*WHAT NEEDS TO BE DONE*. Without changing anything, transcribe all of the entries.

*** Block opens ***

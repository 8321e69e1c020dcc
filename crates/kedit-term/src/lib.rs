// SPDX-License-Identifier: MIT
//
// kedit-term: Terminal plumbing for kedit.
//
// Everything the editor needs from a character terminal and nothing more:
// raw mode through termios, a byte source with a short read timeout, a
// decoder that folds escape sequences into logical keys, and the handful
// of escape sequences the frame compositor emits. No editor state lives
// here.
//
// Like the rest of the workspace this crate talks to the terminal
// directly via ANSI escape sequences and raw termios. No TUI framework
// sits between the editor and the bytes it sends.

pub mod ansi;
pub mod input;
pub mod output;
pub mod reader;
pub mod terminal;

*** Block closes ***

*ANSWER*.
repository 8321e69e1c020dcc
filename crates/kedit-term/src/lib.rs
// SPDX-License-Identifier: MIT
//
// kedit-term: Terminal plumbing for kedit.
//
// Everything the editor needs from a character terminal and nothing more:
// raw mode through termios, a byte source with a short read timeout, a
// decoder that folds escape sequences into logical keys, and the handful
// of escape sequences the frame compositor emits. No editor state lives
// here.
//
// Like the rest of the workspace this crate talks to the terminal
// directly via ANSI escape sequences and raw termios. No TUI framework
// sits between the editor and the bytes it sends.

pub mod ansi;
pub mod input;
pub mod output;
pub mod reader;
pub mod terminal;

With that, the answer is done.